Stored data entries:
______________________________

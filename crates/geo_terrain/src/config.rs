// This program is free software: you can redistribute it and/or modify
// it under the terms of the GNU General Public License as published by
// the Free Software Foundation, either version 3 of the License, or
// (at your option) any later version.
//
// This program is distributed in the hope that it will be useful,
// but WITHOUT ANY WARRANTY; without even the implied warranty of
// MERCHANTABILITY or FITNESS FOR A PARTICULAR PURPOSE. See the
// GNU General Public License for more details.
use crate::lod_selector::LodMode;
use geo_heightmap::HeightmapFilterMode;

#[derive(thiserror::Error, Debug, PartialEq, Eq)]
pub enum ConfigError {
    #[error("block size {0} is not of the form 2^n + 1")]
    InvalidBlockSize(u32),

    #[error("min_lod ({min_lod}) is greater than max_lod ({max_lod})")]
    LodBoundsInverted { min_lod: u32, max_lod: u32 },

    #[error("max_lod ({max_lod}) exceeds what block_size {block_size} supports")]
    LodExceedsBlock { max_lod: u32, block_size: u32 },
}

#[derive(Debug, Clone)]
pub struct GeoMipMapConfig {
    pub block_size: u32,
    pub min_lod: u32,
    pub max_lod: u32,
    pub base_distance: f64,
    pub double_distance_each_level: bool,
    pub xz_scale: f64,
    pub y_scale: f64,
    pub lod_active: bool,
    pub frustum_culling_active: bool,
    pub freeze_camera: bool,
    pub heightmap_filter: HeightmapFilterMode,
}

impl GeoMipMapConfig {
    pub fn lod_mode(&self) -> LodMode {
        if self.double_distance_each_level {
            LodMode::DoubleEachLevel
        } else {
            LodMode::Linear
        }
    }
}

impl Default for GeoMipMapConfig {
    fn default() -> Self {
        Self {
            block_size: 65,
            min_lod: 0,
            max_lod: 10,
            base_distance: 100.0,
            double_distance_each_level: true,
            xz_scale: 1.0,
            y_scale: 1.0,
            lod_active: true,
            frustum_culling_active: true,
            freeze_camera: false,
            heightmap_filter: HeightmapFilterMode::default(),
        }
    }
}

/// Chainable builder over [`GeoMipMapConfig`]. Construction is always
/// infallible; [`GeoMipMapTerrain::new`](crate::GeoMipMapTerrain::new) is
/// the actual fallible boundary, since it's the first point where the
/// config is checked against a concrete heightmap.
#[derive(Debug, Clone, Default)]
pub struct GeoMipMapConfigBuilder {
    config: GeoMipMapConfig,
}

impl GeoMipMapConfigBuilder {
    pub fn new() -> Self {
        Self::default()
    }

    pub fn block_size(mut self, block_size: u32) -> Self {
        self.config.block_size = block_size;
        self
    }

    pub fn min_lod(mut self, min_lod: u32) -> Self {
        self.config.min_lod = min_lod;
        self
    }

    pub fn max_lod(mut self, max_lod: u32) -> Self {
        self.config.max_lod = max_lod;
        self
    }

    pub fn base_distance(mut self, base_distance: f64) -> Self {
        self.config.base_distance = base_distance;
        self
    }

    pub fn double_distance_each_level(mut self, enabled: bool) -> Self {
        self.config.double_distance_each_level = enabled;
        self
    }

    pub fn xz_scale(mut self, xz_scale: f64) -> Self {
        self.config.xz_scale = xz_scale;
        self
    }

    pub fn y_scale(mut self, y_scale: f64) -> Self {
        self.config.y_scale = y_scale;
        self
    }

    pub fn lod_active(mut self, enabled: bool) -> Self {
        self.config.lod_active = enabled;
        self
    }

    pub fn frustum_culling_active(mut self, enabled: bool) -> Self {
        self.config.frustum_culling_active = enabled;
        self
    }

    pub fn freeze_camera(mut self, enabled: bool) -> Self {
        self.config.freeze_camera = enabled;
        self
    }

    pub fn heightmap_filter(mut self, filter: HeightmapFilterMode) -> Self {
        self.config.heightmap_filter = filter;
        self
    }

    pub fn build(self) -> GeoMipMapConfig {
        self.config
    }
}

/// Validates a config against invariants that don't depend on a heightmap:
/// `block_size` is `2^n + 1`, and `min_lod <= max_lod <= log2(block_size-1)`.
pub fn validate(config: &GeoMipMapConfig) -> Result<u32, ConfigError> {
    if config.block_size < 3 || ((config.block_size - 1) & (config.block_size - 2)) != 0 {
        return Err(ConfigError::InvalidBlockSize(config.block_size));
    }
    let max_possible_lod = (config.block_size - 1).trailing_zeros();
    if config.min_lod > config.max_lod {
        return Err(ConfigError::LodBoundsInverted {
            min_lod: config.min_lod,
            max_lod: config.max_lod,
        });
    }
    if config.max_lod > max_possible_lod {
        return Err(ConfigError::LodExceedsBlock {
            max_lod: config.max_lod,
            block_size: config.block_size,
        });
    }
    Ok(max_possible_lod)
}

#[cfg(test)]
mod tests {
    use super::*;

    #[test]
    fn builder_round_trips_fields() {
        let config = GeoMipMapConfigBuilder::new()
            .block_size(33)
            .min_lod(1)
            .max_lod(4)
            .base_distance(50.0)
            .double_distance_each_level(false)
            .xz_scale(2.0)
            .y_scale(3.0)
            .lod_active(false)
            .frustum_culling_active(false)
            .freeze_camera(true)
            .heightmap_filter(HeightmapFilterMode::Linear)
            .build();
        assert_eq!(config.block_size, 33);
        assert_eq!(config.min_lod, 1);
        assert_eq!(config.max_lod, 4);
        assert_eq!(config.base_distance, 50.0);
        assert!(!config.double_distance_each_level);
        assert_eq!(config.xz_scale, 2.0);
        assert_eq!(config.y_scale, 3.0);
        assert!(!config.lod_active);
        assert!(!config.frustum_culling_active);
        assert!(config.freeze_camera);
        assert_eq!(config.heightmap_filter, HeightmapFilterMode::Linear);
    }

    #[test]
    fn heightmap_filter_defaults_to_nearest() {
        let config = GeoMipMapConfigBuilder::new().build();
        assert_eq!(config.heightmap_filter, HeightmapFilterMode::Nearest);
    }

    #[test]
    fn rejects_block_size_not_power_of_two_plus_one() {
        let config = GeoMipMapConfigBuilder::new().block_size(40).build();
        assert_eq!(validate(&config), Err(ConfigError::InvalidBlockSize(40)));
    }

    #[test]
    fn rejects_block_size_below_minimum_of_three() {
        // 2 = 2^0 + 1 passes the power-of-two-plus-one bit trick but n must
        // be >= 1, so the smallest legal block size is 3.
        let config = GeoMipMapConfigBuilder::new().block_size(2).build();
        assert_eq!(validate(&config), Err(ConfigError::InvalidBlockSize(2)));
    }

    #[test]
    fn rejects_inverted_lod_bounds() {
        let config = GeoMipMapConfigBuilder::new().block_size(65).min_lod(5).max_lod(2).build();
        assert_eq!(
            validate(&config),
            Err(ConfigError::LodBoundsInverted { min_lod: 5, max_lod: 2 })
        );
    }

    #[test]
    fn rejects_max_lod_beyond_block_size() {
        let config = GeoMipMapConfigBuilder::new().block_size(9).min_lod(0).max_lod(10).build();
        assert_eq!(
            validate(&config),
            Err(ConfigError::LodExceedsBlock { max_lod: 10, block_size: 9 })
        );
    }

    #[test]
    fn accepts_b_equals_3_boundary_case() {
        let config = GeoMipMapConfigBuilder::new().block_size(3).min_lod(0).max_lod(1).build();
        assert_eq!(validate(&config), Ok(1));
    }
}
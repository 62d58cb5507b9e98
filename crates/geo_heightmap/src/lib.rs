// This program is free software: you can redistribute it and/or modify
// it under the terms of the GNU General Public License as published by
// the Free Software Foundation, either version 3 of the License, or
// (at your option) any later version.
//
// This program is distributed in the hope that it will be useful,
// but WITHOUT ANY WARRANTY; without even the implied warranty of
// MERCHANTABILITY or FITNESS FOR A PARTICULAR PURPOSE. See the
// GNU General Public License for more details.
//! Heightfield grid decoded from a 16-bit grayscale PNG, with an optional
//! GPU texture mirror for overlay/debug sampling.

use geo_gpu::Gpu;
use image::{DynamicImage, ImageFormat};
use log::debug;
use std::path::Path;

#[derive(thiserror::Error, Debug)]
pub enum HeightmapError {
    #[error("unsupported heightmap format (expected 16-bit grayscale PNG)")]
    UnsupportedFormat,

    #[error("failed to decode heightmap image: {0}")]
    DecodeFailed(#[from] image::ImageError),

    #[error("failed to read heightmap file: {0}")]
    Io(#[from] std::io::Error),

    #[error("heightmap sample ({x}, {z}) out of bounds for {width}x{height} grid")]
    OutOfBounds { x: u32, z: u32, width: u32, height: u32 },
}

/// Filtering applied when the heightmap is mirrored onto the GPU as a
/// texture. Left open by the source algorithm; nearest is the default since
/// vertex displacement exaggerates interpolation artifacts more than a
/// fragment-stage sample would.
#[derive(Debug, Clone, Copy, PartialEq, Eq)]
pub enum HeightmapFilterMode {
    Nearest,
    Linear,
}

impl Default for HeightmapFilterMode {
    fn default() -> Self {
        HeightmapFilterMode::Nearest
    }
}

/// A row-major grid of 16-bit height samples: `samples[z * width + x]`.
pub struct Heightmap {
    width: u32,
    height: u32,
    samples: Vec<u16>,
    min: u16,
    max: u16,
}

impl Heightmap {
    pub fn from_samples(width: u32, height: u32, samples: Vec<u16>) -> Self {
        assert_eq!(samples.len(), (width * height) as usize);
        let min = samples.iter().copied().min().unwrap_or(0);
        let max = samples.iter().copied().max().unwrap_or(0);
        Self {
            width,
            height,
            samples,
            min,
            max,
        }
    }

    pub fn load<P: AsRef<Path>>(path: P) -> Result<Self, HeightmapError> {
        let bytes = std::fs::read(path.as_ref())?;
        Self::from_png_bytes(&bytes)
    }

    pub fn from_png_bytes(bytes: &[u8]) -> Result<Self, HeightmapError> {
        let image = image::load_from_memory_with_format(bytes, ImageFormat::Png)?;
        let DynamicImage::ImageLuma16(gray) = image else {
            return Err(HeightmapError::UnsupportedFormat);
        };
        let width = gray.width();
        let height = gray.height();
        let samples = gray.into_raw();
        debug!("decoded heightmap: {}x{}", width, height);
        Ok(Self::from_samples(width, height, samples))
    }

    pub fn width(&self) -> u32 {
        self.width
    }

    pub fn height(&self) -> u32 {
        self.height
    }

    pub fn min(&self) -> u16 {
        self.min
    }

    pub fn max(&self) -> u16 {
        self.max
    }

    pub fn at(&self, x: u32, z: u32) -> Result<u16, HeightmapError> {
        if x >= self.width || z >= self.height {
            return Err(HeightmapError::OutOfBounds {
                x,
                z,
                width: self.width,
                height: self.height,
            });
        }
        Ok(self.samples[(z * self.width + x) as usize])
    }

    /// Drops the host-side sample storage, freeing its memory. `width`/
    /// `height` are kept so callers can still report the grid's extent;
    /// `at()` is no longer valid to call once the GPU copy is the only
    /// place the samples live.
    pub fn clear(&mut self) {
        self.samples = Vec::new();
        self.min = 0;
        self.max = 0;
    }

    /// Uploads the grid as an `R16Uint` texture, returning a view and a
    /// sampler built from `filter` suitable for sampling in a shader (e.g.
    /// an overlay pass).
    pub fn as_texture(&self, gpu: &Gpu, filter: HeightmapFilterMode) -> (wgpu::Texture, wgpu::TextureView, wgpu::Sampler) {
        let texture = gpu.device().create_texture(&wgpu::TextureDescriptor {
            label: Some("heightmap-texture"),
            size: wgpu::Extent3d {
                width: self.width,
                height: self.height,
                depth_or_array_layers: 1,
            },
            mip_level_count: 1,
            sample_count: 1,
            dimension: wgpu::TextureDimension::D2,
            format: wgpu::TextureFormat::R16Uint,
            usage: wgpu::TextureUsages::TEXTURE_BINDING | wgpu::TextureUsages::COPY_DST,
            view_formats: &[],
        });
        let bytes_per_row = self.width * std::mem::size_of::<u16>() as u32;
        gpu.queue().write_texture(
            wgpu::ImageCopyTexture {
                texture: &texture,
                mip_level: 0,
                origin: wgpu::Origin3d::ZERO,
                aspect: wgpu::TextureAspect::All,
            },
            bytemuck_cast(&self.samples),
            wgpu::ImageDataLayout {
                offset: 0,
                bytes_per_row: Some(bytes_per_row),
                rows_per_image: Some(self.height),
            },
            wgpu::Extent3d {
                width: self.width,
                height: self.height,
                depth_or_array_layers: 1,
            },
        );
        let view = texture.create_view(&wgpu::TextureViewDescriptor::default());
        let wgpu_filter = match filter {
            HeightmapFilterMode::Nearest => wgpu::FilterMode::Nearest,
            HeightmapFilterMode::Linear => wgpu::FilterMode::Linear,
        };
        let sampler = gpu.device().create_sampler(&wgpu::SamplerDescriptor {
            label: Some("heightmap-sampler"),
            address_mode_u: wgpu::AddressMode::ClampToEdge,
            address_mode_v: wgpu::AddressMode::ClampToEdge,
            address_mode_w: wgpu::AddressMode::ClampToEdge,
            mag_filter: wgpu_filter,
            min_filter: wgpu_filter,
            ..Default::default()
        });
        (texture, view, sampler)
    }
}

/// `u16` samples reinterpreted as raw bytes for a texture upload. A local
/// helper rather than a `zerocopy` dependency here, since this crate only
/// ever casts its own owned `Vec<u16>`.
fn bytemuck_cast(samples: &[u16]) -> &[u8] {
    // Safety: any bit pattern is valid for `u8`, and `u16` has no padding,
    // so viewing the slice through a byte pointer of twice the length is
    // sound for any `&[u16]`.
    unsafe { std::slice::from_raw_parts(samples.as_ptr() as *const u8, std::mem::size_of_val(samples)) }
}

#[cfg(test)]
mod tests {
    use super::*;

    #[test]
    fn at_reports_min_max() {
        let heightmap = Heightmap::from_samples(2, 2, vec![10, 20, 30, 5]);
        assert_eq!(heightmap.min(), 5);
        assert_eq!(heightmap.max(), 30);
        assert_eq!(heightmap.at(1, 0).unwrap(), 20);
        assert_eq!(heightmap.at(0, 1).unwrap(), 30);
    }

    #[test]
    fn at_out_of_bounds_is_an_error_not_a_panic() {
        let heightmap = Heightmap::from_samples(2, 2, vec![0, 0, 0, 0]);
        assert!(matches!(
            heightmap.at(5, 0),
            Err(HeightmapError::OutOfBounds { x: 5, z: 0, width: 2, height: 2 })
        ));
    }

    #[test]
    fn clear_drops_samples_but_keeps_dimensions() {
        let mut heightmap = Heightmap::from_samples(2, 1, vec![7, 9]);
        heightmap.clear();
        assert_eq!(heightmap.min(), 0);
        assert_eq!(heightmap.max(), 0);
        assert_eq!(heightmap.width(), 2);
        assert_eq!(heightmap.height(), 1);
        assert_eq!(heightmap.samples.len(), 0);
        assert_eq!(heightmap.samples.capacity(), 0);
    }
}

______________________________

■ **Prompt**
Once you find the line with "use log::debug;" above, print it and every line after it up to and including the line with "let max = samples.iter().copied().max().unwrap_or(0);", exactly as written and nothing else.

■ **Your response**
use log::debug;
use std::path::Path;

#[derive(thiserror::Error, Debug)]
pub enum HeightmapError {
    #[error("unsupported heightmap format (expected 16-bit grayscale PNG)")]
    UnsupportedFormat,

    #[error("failed to decode heightmap image: {0}")]
    DecodeFailed(#[from] image::ImageError),

    #[error("failed to read heightmap file: {0}")]
    Io(#[from] std::io::Error),

    #[error("heightmap sample ({x}, {z}) out of bounds for {width}x{height} grid")]
    OutOfBounds { x: u32, z: u32, width: u32, height: u32 },
}

/// Filtering applied when the heightmap is mirrored onto the GPU as a
/// texture. Left open by the source algorithm; nearest is the default since
/// vertex displacement exaggerates interpolation artifacts more than a
/// fragment-stage sample would.
#[derive(Debug, Clone, Copy, PartialEq, Eq)]
pub enum HeightmapFilterMode {
    Nearest,
    Linear,
}

impl Default for HeightmapFilterMode {
    fn default() -> Self {
        HeightmapFilterMode::Nearest
    }
}

/// A row-major grid of 16-bit height samples: `samples[z * width + x]`.
pub struct Heightmap {
    width: u32,
    height: u32,
    samples: Vec<u16>,
    min: u16,
    max: u16,
}

impl Heightmap {
    pub fn from_samples(width: u32, height: u32, samples: Vec<u16>) -> Self {
        assert_eq!(samples.len(), (width * height) as usize);
        let min = samples.iter().copied().min().unwrap_or(0);
        let max = samples.iter().copied().max().unwrap_or(0);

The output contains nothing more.